Content starts

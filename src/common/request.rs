use crate::common::header::{CONNECTION, HeaderMap, HeaderMapOps};
use crate::common::method::Method;
use crate::common::version::Version;

/// An HTTP request as read off the wire.
#[derive(Debug, Clone, Eq, PartialEq)]
pub struct Request {
    /// The method.
    pub method: Method,
    /// The URI from the request line, including any query string.
    pub uri: String,
    /// The HTTP version.
    pub version: Version,
    /// The headers.
    pub headers: HeaderMap,
    /// The raw body.
    pub body: Vec<u8>,
}

impl Request {
    /// Creates an HTTP/1.1 request without headers or body.
    pub fn new(method: Method, uri: impl Into<String>) -> Request {
        Request { method, uri: uri.into(), version: Version::Http11, headers: HeaderMap::new(), body: vec![] }
    }

    /// The URI without the query string.
    pub fn path(&self) -> &str {
        self.uri.split_once('?').map_or(self.uri.as_str(), |(path, _)| path)
    }

    /// The query string, if the URI has one.
    pub fn query(&self) -> Option<&str> {
        self.uri.split_once('?').map(|(_, query)| query)
    }

    /// Checks if the connection should be closed once this request is answered.
    pub fn closes_connection(&self) -> bool {
        if self.headers.contains_token(&CONNECTION, "close") {
            return true;
        }
        !self.version.keeps_alive_by_default() && !self.headers.contains_token(&CONNECTION, "keep-alive")
    }
}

Content ends

EXERCISE BRIEF ▸
The answer must be every line of the records above that holds the word "common".

RESPONSE ▸
filename src/common/request.rs
use crate::common::header::{CONNECTION, HeaderMap, HeaderMapOps};
use crate::common::method::Method;
use crate::common::version::Version;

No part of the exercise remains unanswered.